WHAT THE TASK REQUIRES
Write out every entry again exactly as it stands.
....................
use std::collections::HashMap;

use bigdecimal::BigDecimal;
use serde::Serialize;

use crate::database::models::macros::string_enum;

/// Organizational constants for deriving an hourly rate from a monthly
/// salary: 26 working days a month, 8 hours a day.
const WORKING_DAYS_PER_MONTH: u32 = 26;
const WORK_HOURS_PER_DAY: u32 = 8;

string_enum! {
    #[derive(Debug, Clone, Copy, Serialize, PartialEq, Eq, Hash)]
    #[serde(rename_all = "snake_case")]
    pub enum OvertimeRateKey {
        RegularOt => "regular_ot",
        RestDayOt => "rest_day_ot",
        HolidayOt => "holiday_ot",
        HolidayRestDayOt => "holiday_rest_day_ot",
    }
}

impl OvertimeRateKey {
    /// Hard-coded fallbacks so an unseeded rate table still pays overtime.
    pub fn default_multiplier(self) -> BigDecimal {
        let s = match self {
            OvertimeRateKey::RegularOt => "1.25",
            OvertimeRateKey::RestDayOt => "1.69",
            OvertimeRateKey::HolidayOt => "2.60",
            OvertimeRateKey::HolidayRestDayOt => "3.38",
        };
        s.parse().expect("default multiplier literal")
    }
}

/// Key selection in priority order: holiday-and-rest-day beats holiday,
/// holiday beats rest day, rest day beats regular.
pub fn select_rate_key(is_rest_day: bool, is_holiday: bool) -> OvertimeRateKey {
    match (is_holiday, is_rest_day) {
        (true, true) => OvertimeRateKey::HolidayRestDayOt,
        (true, false) => OvertimeRateKey::HolidayOt,
        (false, true) => OvertimeRateKey::RestDayOt,
        (false, false) => OvertimeRateKey::RegularOt,
    }
}

#[derive(Debug, Clone, Serialize)]
#[serde(rename_all = "camelCase")]
pub struct OvertimePayable {
    pub rate_key: OvertimeRateKey,
    pub multiplier: BigDecimal,
    pub hourly_rate: BigDecimal,
    pub total: BigDecimal,
}

/// Hourly rate off the monthly basic salary; exact division, unrounded.
pub fn hourly_rate(basic_monthly_salary: &BigDecimal) -> BigDecimal {
    basic_monthly_salary
        / BigDecimal::from(WORKING_DAYS_PER_MONTH)
        / BigDecimal::from(WORK_HOURS_PER_DAY)
}

/// Payable amount for already-classified overtime hours. The caller decides
/// the holiday/rest-day flags; `active_rates` maps rate keys to configured
/// multipliers, with hard-coded defaults for missing keys.
pub fn calculate_payable(
    basic_monthly_salary: &BigDecimal,
    hours: &BigDecimal,
    is_rest_day: bool,
    is_holiday: bool,
    active_rates: &HashMap<String, BigDecimal>,
) -> OvertimePayable {
    let rate_key = select_rate_key(is_rest_day, is_holiday);
    let multiplier = active_rates
        .get(rate_key.as_str())
        .cloned()
        .unwrap_or_else(|| {
            log::warn!(
                "No active overtime rate for key {}, using default",
                rate_key
            );
            rate_key.default_multiplier()
        });

    let hourly = hourly_rate(basic_monthly_salary);
    let total = &hourly * &multiplier * hours;

    OvertimePayable {
        rate_key,
        multiplier,
        hourly_rate: hourly,
        total,
    }
}

#[cfg(test)]
mod tests {
    use super::*;
    use pretty_assertions::assert_eq;

    fn dec(s: &str) -> BigDecimal {
        s.parse().unwrap()
    }

    #[test]
    fn key_selection_priority_order() {
        assert_eq!(select_rate_key(true, true), OvertimeRateKey::HolidayRestDayOt);
        assert_eq!(select_rate_key(false, true), OvertimeRateKey::HolidayOt);
        assert_eq!(select_rate_key(true, false), OvertimeRateKey::RestDayOt);
        assert_eq!(select_rate_key(false, false), OvertimeRateKey::RegularOt);
    }

    #[test]
    fn hourly_rate_uses_26_days_and_8_hours() {
        assert_eq!(hourly_rate(&dec("26000")), dec("125"));
    }

    #[test]
    fn regular_day_payable_matches_reference_scenario() {
        // 26,000 monthly, 2.5 hours on a regular day: 125 * 1.25 * 2.5.
        let rates = HashMap::new();
        let payable = calculate_payable(&dec("26000"), &dec("2.5"), false, false, &rates);
        assert_eq!(payable.rate_key, OvertimeRateKey::RegularOt);
        assert_eq!(payable.multiplier, dec("1.25"));
        assert_eq!(payable.hourly_rate, dec("125"));
        assert_eq!(payable.total, dec("390.625"));
    }

    #[test]
    fn configured_rate_overrides_default() {
        let mut rates = HashMap::new();
        rates.insert("rest_day_ot".to_string(), dec("1.50"));
        let payable = calculate_payable(&dec("26000"), &dec("2"), true, false, &rates);
        assert_eq!(payable.multiplier, dec("1.50"));
        assert_eq!(payable.total, dec("375.00"));
    }

    #[test]
    fn missing_key_falls_back_to_default_multiplier() {
        let rates = HashMap::new();
        let payable = calculate_payable(&dec("26000"), &dec("1"), true, true, &rates);
        assert_eq!(payable.rate_key, OvertimeRateKey::HolidayRestDayOt);
        assert_eq!(payable.multiplier, dec("3.38"));
        assert_eq!(payable.total, dec("422.50"));
    }
}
....................
EXERCISE SOLUTION
use std::collections::HashMap;

use bigdecimal::BigDecimal;
use serde::Serialize;

use crate::database::models::macros::string_enum;

/// Organizational constants for deriving an hourly rate from a monthly
/// salary: 26 working days a month, 8 hours a day.
const WORKING_DAYS_PER_MONTH: u32 = 26;
const WORK_HOURS_PER_DAY: u32 = 8;

string_enum! {
    #[derive(Debug, Clone, Copy, Serialize, PartialEq, Eq, Hash)]
    #[serde(rename_all = "snake_case")]
    pub enum OvertimeRateKey {
        RegularOt => "regular_ot",
        RestDayOt => "rest_day_ot",
        HolidayOt => "holiday_ot",
        HolidayRestDayOt => "holiday_rest_day_ot",
    }
}

impl OvertimeRateKey {
    /// Hard-coded fallbacks so an unseeded rate table still pays overtime.
    pub fn default_multiplier(self) -> BigDecimal {
        let s = match self {
            OvertimeRateKey::RegularOt => "1.25",
            OvertimeRateKey::RestDayOt => "1.69",
            OvertimeRateKey::HolidayOt => "2.60",
            OvertimeRateKey::HolidayRestDayOt => "3.38",
        };
        s.parse().expect("default multiplier literal")
    }
}

/// Key selection in priority order: holiday-and-rest-day beats holiday,
/// holiday beats rest day, rest day beats regular.
pub fn select_rate_key(is_rest_day: bool, is_holiday: bool) -> OvertimeRateKey {
    match (is_holiday, is_rest_day) {
        (true, true) => OvertimeRateKey::HolidayRestDayOt,
        (true, false) => OvertimeRateKey::HolidayOt,
        (false, true) => OvertimeRateKey::RestDayOt,
        (false, false) => OvertimeRateKey::RegularOt,
    }
}

#[derive(Debug, Clone, Serialize)]
#[serde(rename_all = "camelCase")]
pub struct OvertimePayable {
    pub rate_key: OvertimeRateKey,
    pub multiplier: BigDecimal,
    pub hourly_rate: BigDecimal,
    pub total: BigDecimal,
}

/// Hourly rate off the monthly basic salary; exact division, unrounded.
pub fn hourly_rate(basic_monthly_salary: &BigDecimal) -> BigDecimal {
    basic_monthly_salary
        / BigDecimal::from(WORKING_DAYS_PER_MONTH)
        / BigDecimal::from(WORK_HOURS_PER_DAY)
}

/// Payable amount for already-classified overtime hours. The caller decides
/// the holiday/rest-day flags; `active_rates` maps rate keys to configured
/// multipliers, with hard-coded defaults for missing keys.
pub fn calculate_payable(
    basic_monthly_salary: &BigDecimal,
    hours: &BigDecimal,
    is_rest_day: bool,
    is_holiday: bool,
    active_rates: &HashMap<String, BigDecimal>,
) -> OvertimePayable {
    let rate_key = select_rate_key(is_rest_day, is_holiday);
    let multiplier = active_rates
        .get(rate_key.as_str())
        .cloned()
        .unwrap_or_else(|| {
            log::warn!(
                "No active overtime rate for key {}, using default",
                rate_key
            );
            rate_key.default_multiplier()
        });

    let hourly = hourly_rate(basic_monthly_salary);
    let total = &hourly * &multiplier * hours;

    OvertimePayable {
        rate_key,
        multiplier,
        hourly_rate: hourly,
        total,
    }
}

#[cfg(test)]
mod tests {
    use super::*;
    use pretty_assertions::assert_eq;

    fn dec(s: &str) -> BigDecimal {
        s.parse().unwrap()
    }

    #[test]
    fn key_selection_priority_order() {
        assert_eq!(select_rate_key(true, true), OvertimeRateKey::HolidayRestDayOt);
        assert_eq!(select_rate_key(false, true), OvertimeRateKey::HolidayOt);
        assert_eq!(select_rate_key(true, false), OvertimeRateKey::RestDayOt);
        assert_eq!(select_rate_key(false, false), OvertimeRateKey::RegularOt);
    }

    #[test]
    fn hourly_rate_uses_26_days_and_8_hours() {
        assert_eq!(hourly_rate(&dec("26000")), dec("125"));
    }

    #[test]
    fn regular_day_payable_matches_reference_scenario() {
        // 26,000 monthly, 2.5 hours on a regular day: 125 * 1.25 * 2.5.
        let rates = HashMap::new();
        let payable = calculate_payable(&dec("26000"), &dec("2.5"), false, false, &rates);
        assert_eq!(payable.rate_key, OvertimeRateKey::RegularOt);
        assert_eq!(payable.multiplier, dec("1.25"));
        assert_eq!(payable.hourly_rate, dec("125"));
        assert_eq!(payable.total, dec("390.625"));
    }

    #[test]
    fn configured_rate_overrides_default() {
        let mut rates = HashMap::new();
        rates.insert("rest_day_ot".to_string(), dec("1.50"));
        let payable = calculate_payable(&dec("26000"), &dec("2"), true, false, &rates);
        assert_eq!(payable.multiplier, dec("1.50"));
        assert_eq!(payable.total, dec("375.00"));
    }

    #[test]
    fn missing_key_falls_back_to_default_multiplier() {
        let rates = HashMap::new();
        let payable = calculate_payable(&dec("26000"), &dec("1"), true, true, &rates);
        assert_eq!(payable.rate_key, OvertimeRateKey::HolidayRestDayOt);
        assert_eq!(payable.multiplier, dec("3.38"));
        assert_eq!(payable.total, dec("422.50"));
    }
}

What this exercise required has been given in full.